- [Saved entries]
--------------------------------

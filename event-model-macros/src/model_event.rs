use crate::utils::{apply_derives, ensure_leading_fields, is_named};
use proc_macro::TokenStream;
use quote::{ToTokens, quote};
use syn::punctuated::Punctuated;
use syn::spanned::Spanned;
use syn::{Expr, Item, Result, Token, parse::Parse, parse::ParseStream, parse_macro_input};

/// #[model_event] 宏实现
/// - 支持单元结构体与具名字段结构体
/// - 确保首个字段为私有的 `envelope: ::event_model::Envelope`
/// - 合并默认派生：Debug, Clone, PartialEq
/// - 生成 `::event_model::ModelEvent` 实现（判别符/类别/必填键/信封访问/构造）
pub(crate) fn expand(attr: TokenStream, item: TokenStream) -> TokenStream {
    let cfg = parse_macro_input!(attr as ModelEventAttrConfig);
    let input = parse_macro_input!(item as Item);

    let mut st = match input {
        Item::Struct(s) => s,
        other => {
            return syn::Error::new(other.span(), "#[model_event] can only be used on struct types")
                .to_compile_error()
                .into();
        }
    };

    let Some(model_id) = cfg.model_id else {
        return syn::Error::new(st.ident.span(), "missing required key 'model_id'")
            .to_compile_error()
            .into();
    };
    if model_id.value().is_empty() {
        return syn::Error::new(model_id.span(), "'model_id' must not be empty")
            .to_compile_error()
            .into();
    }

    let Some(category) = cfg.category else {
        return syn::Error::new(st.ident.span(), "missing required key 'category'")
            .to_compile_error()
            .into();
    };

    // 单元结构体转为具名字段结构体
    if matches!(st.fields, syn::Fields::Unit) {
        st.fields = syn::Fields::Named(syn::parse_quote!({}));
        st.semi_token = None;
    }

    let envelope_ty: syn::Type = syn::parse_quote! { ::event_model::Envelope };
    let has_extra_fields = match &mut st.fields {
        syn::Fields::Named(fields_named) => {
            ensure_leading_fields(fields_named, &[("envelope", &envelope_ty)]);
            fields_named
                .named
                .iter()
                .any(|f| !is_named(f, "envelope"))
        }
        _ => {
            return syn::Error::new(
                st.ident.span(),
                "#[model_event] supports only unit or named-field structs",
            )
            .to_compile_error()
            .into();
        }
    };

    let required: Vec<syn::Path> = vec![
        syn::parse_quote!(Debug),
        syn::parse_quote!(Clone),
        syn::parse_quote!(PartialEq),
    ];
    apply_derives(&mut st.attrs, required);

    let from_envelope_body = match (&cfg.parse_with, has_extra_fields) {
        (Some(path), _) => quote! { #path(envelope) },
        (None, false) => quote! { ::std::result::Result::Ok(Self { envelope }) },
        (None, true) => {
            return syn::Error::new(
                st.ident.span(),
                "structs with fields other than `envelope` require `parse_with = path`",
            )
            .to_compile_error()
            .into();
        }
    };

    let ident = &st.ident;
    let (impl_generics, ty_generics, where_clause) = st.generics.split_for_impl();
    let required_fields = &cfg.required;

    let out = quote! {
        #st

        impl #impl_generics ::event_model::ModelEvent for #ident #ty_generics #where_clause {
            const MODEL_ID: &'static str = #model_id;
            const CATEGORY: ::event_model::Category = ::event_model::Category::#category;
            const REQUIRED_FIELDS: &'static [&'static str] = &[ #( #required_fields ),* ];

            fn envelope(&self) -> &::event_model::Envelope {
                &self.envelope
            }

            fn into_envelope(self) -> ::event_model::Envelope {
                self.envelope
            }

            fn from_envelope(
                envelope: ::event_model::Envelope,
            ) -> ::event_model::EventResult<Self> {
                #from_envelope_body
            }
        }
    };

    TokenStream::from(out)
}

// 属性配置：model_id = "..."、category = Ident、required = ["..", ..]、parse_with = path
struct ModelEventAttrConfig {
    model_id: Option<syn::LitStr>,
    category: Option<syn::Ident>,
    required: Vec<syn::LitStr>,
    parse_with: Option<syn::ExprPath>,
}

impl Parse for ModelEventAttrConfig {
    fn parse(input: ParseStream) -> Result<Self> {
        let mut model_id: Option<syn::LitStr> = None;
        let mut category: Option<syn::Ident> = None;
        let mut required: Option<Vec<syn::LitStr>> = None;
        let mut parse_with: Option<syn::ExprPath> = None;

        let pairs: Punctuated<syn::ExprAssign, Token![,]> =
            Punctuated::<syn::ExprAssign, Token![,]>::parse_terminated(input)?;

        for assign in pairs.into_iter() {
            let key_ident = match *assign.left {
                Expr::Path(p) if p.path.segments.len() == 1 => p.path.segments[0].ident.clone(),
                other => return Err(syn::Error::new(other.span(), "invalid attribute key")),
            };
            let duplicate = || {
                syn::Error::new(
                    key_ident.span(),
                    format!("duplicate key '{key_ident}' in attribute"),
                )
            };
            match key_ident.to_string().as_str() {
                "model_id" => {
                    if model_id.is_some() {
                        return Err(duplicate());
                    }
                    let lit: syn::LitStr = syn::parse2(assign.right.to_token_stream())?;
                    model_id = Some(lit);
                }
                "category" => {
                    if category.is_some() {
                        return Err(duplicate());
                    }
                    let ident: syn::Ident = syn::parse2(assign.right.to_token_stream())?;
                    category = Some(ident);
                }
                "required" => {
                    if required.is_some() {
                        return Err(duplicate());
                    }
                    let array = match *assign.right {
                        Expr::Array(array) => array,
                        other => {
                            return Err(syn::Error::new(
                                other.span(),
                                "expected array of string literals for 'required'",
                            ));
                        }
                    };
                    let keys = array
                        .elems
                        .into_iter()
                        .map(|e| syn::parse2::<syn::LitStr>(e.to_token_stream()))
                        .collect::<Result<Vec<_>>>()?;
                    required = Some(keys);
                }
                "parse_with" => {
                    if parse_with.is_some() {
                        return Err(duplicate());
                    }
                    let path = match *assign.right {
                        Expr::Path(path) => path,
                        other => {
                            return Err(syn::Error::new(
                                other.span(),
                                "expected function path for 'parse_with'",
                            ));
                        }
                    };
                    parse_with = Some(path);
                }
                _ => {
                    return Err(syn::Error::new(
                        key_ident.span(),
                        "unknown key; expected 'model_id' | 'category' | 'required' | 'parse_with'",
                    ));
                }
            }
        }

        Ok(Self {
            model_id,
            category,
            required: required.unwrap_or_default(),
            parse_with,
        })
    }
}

--------------------------------

- [WORK TASK] Reproduce each record above exactly, keeping every word as it stands.

- [RESPONSE BELOW]
filename event-model-macros/src/model_event.rs
use crate::utils::{apply_derives, ensure_leading_fields, is_named};
use proc_macro::TokenStream;
use quote::{ToTokens, quote};
use syn::punctuated::Punctuated;
use syn::spanned::Spanned;
use syn::{Expr, Item, Result, Token, parse::Parse, parse::ParseStream, parse_macro_input};

/// #[model_event] 宏实现
/// - 支持单元结构体与具名字段结构体
/// - 确保首个字段为私有的 `envelope: ::event_model::Envelope`
/// - 合并默认派生：Debug, Clone, PartialEq
/// - 生成 `::event_model::ModelEvent` 实现（判别符/类别/必填键/信封访问/构造）
pub(crate) fn expand(attr: TokenStream, item: TokenStream) -> TokenStream {
    let cfg = parse_macro_input!(attr as ModelEventAttrConfig);
    let input = parse_macro_input!(item as Item);

    let mut st = match input {
        Item::Struct(s) => s,
        other => {
            return syn::Error::new(other.span(), "#[model_event] can only be used on struct types")
                .to_compile_error()
                .into();
        }
    };

    let Some(model_id) = cfg.model_id else {
        return syn::Error::new(st.ident.span(), "missing required key 'model_id'")
            .to_compile_error()
            .into();
    };
    if model_id.value().is_empty() {
        return syn::Error::new(model_id.span(), "'model_id' must not be empty")
            .to_compile_error()
            .into();
    }

    let Some(category) = cfg.category else {
        return syn::Error::new(st.ident.span(), "missing required key 'category'")
            .to_compile_error()
            .into();
    };

    // 单元结构体转为具名字段结构体
    if matches!(st.fields, syn::Fields::Unit) {
        st.fields = syn::Fields::Named(syn::parse_quote!({}));
        st.semi_token = None;
    }

    let envelope_ty: syn::Type = syn::parse_quote! { ::event_model::Envelope };
    let has_extra_fields = match &mut st.fields {
        syn::Fields::Named(fields_named) => {
            ensure_leading_fields(fields_named, &[("envelope", &envelope_ty)]);
            fields_named
                .named
                .iter()
                .any(|f| !is_named(f, "envelope"))
        }
        _ => {
            return syn::Error::new(
                st.ident.span(),
                "#[model_event] supports only unit or named-field structs",
            )
            .to_compile_error()
            .into();
        }
    };

    let required: Vec<syn::Path> = vec![
        syn::parse_quote!(Debug),
        syn::parse_quote!(Clone),
        syn::parse_quote!(PartialEq),
    ];
    apply_derives(&mut st.attrs, required);

    let from_envelope_body = match (&cfg.parse_with, has_extra_fields) {
        (Some(path), _) => quote! { #path(envelope) },
        (None, false) => quote! { ::std::result::Result::Ok(Self { envelope }) },
        (None, true) => {
            return syn::Error::new(
                st.ident.span(),
                "structs with fields other than `envelope` require `parse_with = path`",
            )
            .to_compile_error()
            .into();
        }
    };

    let ident = &st.ident;
    let (impl_generics, ty_generics, where_clause) = st.generics.split_for_impl();
    let required_fields = &cfg.required;

    let out = quote! {
        #st

        impl #impl_generics ::event_model::ModelEvent for #ident #ty_generics #where_clause {
            const MODEL_ID: &'static str = #model_id;
            const CATEGORY: ::event_model::Category = ::event_model::Category::#category;
            const REQUIRED_FIELDS: &'static [&'static str] = &[ #( #required_fields ),* ];

            fn envelope(&self) -> &::event_model::Envelope {
                &self.envelope
            }

            fn into_envelope(self) -> ::event_model::Envelope {
                self.envelope
            }

            fn from_envelope(
                envelope: ::event_model::Envelope,
            ) -> ::event_model::EventResult<Self> {
                #from_envelope_body
            }
        }
    };

    TokenStream::from(out)
}

// 属性配置：model_id = "..."、category = Ident、required = ["..", ..]、parse_with = path
struct ModelEventAttrConfig {
    model_id: Option<syn::LitStr>,
    category: Option<syn::Ident>,
    required: Vec<syn::LitStr>,
    parse_with: Option<syn::ExprPath>,
}

impl Parse for ModelEventAttrConfig {
    fn parse(input: ParseStream) -> Result<Self> {
        let mut model_id: Option<syn::LitStr> = None;
        let mut category: Option<syn::Ident> = None;
        let mut required: Option<Vec<syn::LitStr>> = None;
        let mut parse_with: Option<syn::ExprPath> = None;

        let pairs: Punctuated<syn::ExprAssign, Token![,]> =
            Punctuated::<syn::ExprAssign, Token![,]>::parse_terminated(input)?;

        for assign in pairs.into_iter() {
            let key_ident = match *assign.left {
                Expr::Path(p) if p.path.segments.len() == 1 => p.path.segments[0].ident.clone(),
                other => return Err(syn::Error::new(other.span(), "invalid attribute key")),
            };
            let duplicate = || {
                syn::Error::new(
                    key_ident.span(),
                    format!("duplicate key '{key_ident}' in attribute"),
                )
            };
            match key_ident.to_string().as_str() {
                "model_id" => {
                    if model_id.is_some() {
                        return Err(duplicate());
                    }
                    let lit: syn::LitStr = syn::parse2(assign.right.to_token_stream())?;
                    model_id = Some(lit);
                }
                "category" => {
                    if category.is_some() {
                        return Err(duplicate());
                    }
                    let ident: syn::Ident = syn::parse2(assign.right.to_token_stream())?;
                    category = Some(ident);
                }
                "required" => {
                    if required.is_some() {
                        return Err(duplicate());
                    }
                    let array = match *assign.right {
                        Expr::Array(array) => array,
                        other => {
                            return Err(syn::Error::new(
                                other.span(),
                                "expected array of string literals for 'required'",
                            ));
                        }
                    };
                    let keys = array
                        .elems
                        .into_iter()
                        .map(|e| syn::parse2::<syn::LitStr>(e.to_token_stream()))
                        .collect::<Result<Vec<_>>>()?;
                    required = Some(keys);
                }
                "parse_with" => {
                    if parse_with.is_some() {
                        return Err(duplicate());
                    }
                    let path = match *assign.right {
                        Expr::Path(path) => path,
                        other => {
                            return Err(syn::Error::new(
                                other.span(),
                                "expected function path for 'parse_with'",
                            ));
                        }
                    };
                    parse_with = Some(path);
                }
                _ => {
                    return Err(syn::Error::new(
                        key_ident.span(),
                        "unknown key; expected 'model_id' | 'category' | 'required' | 'parse_with'",
                    ));
                }
            }
        }

        Ok(Self {
            model_id,
            category,
            required: required.unwrap_or_default(),
            parse_with,
        })
    }
}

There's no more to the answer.